Here we are at Holy Week, the week where we had alot of hopes, and those hopes died. The week where the societal change we believed was being birthed, suddenly was aborted. What is so holy about this week? What makes this week so special? Why do Christians look towards this season with both sorrow and joy?
I love a good juxtaposition–the mashing together of things that from initial interaction seem not to belong together–sad art that is brightly colored, flowers growing at an abandoned building, etc. I look to the compositions of Benjamin Britten to illustrate this point. In each of his compositions, there is something a bit bizarre–unexpected notes, harmonies, tonalities, and texts mingle together to create something wholly original and impossible to ignore.
Tension is where the heart of good art is formed.
Take for example his Opus 66, “The War Requiem.” This powerful work incorporates texts from the WWI poet, Wilfred Owens, who tragically died during this war about a week before Armistice, and the traditional latin texts from the “Latin Mass for the Dead.” This musical experience is both gorgeous and terrifying. One of my favorite portions if this Requiem is the Sanctus, movement IV, featuring a soprano soloist and the chorus. A chorus of “hosannas,” explodes over rocketing timpani and triumphant horns, and yet the victorious quality is not without undertones of grief. Much like the betrayal we feel with the occurrence of any war. Maybe we had begun to feel triumphant about the perceived sensible and compassionate trajectory of human life, and then boom–another war breaks out reminding us of the atrocities humans are capable of.

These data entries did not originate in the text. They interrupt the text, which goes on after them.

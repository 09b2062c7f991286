//! ---
//! ems_section: "08-energy-models-optimization"
//! ems_subsection: "module"
//! ems_type: "source"
//! ems_scope: "code"
//! ems_description: "Telemetry binding and aggregation for the metering dashboard."
//! ems_version: "v0.0.0-prealpha"
//! ems_owner: "tbd"
//! ---
//! Read-only aggregate handed to the renderer once per update.

use std::fmt;

use chrono::NaiveTime;
use serde::{Serialize, Serializer};

use meterdash_common::time::wall_clock_label;

use crate::derive::DerivedSummary;
use crate::history::HistorySet;
use crate::resolver::{DefaultFill, ResolvedMetrics};
use crate::roles::{Role, Unit};

/// Engine lifecycle. There is no way back to `Unconfigured` short of a reset.
#[derive(Debug, Clone, Copy, PartialEq, Eq, Default, Serialize)]
#[serde(rename_all = "lowercase")]
pub enum EngineState {
    #[default]
    Unconfigured,
    Configured,
}

impl EngineState {
    pub fn as_str(self) -> &'static str {
        match self {
            EngineState::Unconfigured => "unconfigured",
            EngineState::Configured => "configured",
        }
    }
}

impl fmt::Display for EngineState {
    fn fmt(&self, f: &mut fmt::Formatter<'_>) -> fmt::Result {
        f.write_str(self.as_str())
    }
}

#[derive(Debug, Clone, Copy, PartialEq, Serialize)]
pub struct VoltagePanel {
    pub u1: f64,
    pub u2: f64,
    pub u3: f64,
    pub unit: Unit,
}

#[derive(Debug, Clone, Copy, PartialEq, Serialize)]
pub struct CurrentPanel {
    pub i1: f64,
    pub i2: f64,
    pub i3: f64,
    pub unit: Unit,
}

#[derive(Debug, Clone, Copy, PartialEq, Serialize)]
pub struct PowerPanel {
    pub p1: f64,
    pub p2: f64,
    pub p3: f64,
    pub total: f64,
    pub unit: Unit,
}

/// The six distortion figures, kept for on-demand display.
#[derive(Debug, Clone, Copy, PartialEq, Serialize)]
pub struct ThdDetails {
    #[serde(rename = "thdI1")]
    pub thd_i1: f64,
    #[serde(rename = "thdI2")]
    pub thd_i2: f64,
    #[serde(rename = "thdI3")]
    pub thd_i3: f64,
    #[serde(rename = "thdU1N")]
    pub thd_u1n: f64,
    #[serde(rename = "thdU2N")]
    pub thd_u2n: f64,
    #[serde(rename = "thdU3N")]
    pub thd_u3n: f64,
}

#[derive(Debug, Clone, Copy, PartialEq, Serialize)]
pub struct ThdPanel {
    pub main: f64,
    pub unit: Unit,
    pub details: ThdDetails,
}

/// One header readout, e.g. `U TOTAL` / `220.0 V`.
#[derive(Debug, Clone, PartialEq, Eq, Serialize)]
pub struct Readout {
    pub label: &'static str,
    pub text: String,
}

impl Readout {
    fn new(label: &'static str, value: f64, unit: Unit) -> Self {
        Self {
            label,
            text: format!("{value:.1} {unit}"),
        }
    }
}

/// Everything the renderer needs for one tick. Built complete, then published
/// as a unit so readers never see a new summary next to stale charts.
#[derive(Debug, Clone, PartialEq, Serialize)]
#[serde(rename_all = "camelCase")]
pub struct DashboardState {
    pub tick: u64,
    pub state: EngineState,
    pub summary: DerivedSummary,
    pub voltage: VoltagePanel,
    pub current: CurrentPanel,
    pub power: PowerPanel,
    pub thd: ThdPanel,
    pub history: HistorySet,
    pub bound_channels: usize,
    pub default_fills: Vec<DefaultFill>,
    #[serde(serialize_with = "serialize_optional_wall_clock")]
    pub updated_at: Option<NaiveTime>,
    #[serde(skip)]
    resolved: ResolvedMetrics,
}

fn serialize_optional_wall_clock<S: Serializer>(
    time: &Option<NaiveTime>,
    serializer: S,
) -> Result<S::Ok, S::Error> {
    match time {
        Some(time) => serializer.serialize_str(&wall_clock_label(*time)),
        None => serializer.serialize_none(),
    }
}

impl Default for DashboardState {
    fn default() -> Self {
        Self::initial()
    }
}

impl DashboardState {
    /// All-zero state published before the first update.
    pub fn initial() -> Self {
        Self::assemble(
            0,
            EngineState::Unconfigured,
            ResolvedMetrics::default(),
            DerivedSummary::default(),
            HistorySet::new(),
            0,
            Vec::new(),
            None,
        )
    }

    #[allow(clippy::too_many_arguments)]
    pub(crate) fn assemble(
        tick: u64,
        state: EngineState,
        resolved: ResolvedMetrics,
        summary: DerivedSummary,
        history: HistorySet,
        bound_channels: usize,
        default_fills: Vec<DefaultFill>,
        updated_at: Option<NaiveTime>,
    ) -> Self {
        let value = |role: Role| resolved.get(role);
        Self {
            tick,
            state,
            summary,
            voltage: VoltagePanel {
                u1: value(Role::U1),
                u2: value(Role::U2),
                u3: value(Role::U3),
                unit: Unit::Volt,
            },
            current: CurrentPanel {
                i1: value(Role::I1),
                i2: value(Role::I2),
                i3: value(Role::I3),
                unit: Unit::Ampere,
            },
            power: PowerPanel {
                p1: value(Role::P1),
                p2: value(Role::P2),
                p3: value(Role::P3),
                total: summary.p_total,
                unit: Unit::Kilowatt,
            },
            thd: ThdPanel {
                main: summary.thd_main,
                unit: Unit::Percent,
                details: ThdDetails {
                    thd_i1: value(Role::ThdI1),
                    thd_i2: value(Role::ThdI2),
                    thd_i3: value(Role::ThdI3),
                    thd_u1n: value(Role::ThdU1N),
                    thd_u2n: value(Role::ThdU2N),
                    thd_u3n: value(Role::ThdU3N),
                },
            },
            history,
            bound_channels,
            default_fills,
            updated_at,
            resolved,
        }
    }

    /// Resolved value of a single role for this tick.
    pub fn value(&self, role: Role) -> f64 {
        self.resolved.get(role)
    }

    pub fn resolved(&self) -> &ResolvedMetrics {
        &self.resolved
    }

    /// Header readouts in display order.
    pub fn headline(&self) -> [Readout; 4] {
        [
            Readout::new("U TOTAL", self.summary.u_total, Unit::Volt),
            Readout::new("I TOTAL", self.summary.i_total, Unit::Ampere),
            Readout::new("P MAX", self.summary.p_max, Unit::Kilowatt),
            Readout::new("P MIN", self.summary.p_min, Unit::Kilowatt),
        ]
    }

    pub fn to_json(&self) -> serde_json::Result<String> {
        serde_json::to_string(self)
    }

    pub fn to_json_pretty(&self) -> serde_json::Result<String> {
        serde_json::to_string_pretty(self)
    }
}
//! ---
//! ems_section: "11-simulation-test-harness"
//! ems_subsection: "module"
//! ems_type: "source"
//! ems_scope: "code"
//! ems_description: "Simulated meter host and scenario replay."
//! ems_version: "v0.0.0-prealpha"
//! ems_owner: "tbd"
//! ---
//! Simulated telemetry host for development, demos and tests.

pub mod generator;
pub mod host;
pub mod replay;

pub use generator::SyntheticMeter;
pub use host::{acquire_simulated, SimulatedHost};
pub use replay::{ScenarioFile, ScenarioReplay};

During this week especially, I am mindful of how deeply betrayed Jesus’ friends must have felt. Each disciple wrestling with their identity, the call that they perceived was on their life, the direction their work and worth was headed towards. Abundant life! A new kingdom founded upon love and unity–belonging to each other and the world as valuable, created beings! All of this died on the cross with Jesus. They mourned the violent, unexpected death of their dear friend, but they also mourned the violent, unexpected death of their individual callings.
I guess the gospel is canceled? Everyone go home, because the good news just got hijacked. The Jesus way failed, so…we don’t really know what’s next.
I feel this grief profoundly. This sense that what I thought was the meaning and work of my life, all of a sudden isn’t. I had a good thing going on, and that thing gets canceled. It’s over, and the new good thing hasn’t arrived yet.
Resurrection isn’t even on the horizon. Time for putting up the palm branches–the prophetic hosannas feel silly right about now.
Oh Jesus, what a frail kingdom we have tried to build. What a fragile substitute we have created with our lives, yearning for concrete when you have handed us mystery.
For even in death, Jesus has not left us. The sun still rises on a day of death, and it’s cyclical arriving can warm a tomb, nurturing the flowers left by the headstones.
It is a season for lamenting. For re-grouping. Asking deep questions. Humble prayers. Reconnecting with roots. Weeping in worship.
Are you willing to leave a bouquet at the headstone of your tightly held dreams and beliefs? Can you surrender to the plot twists? The failed job? The failed marriage? The failed church?
You just might find a few seeds of something new simmering in the dirt, gathering up life from the tears you’ve shed.
And you just might find Jesus’ hands in the dirt, right next to yours’.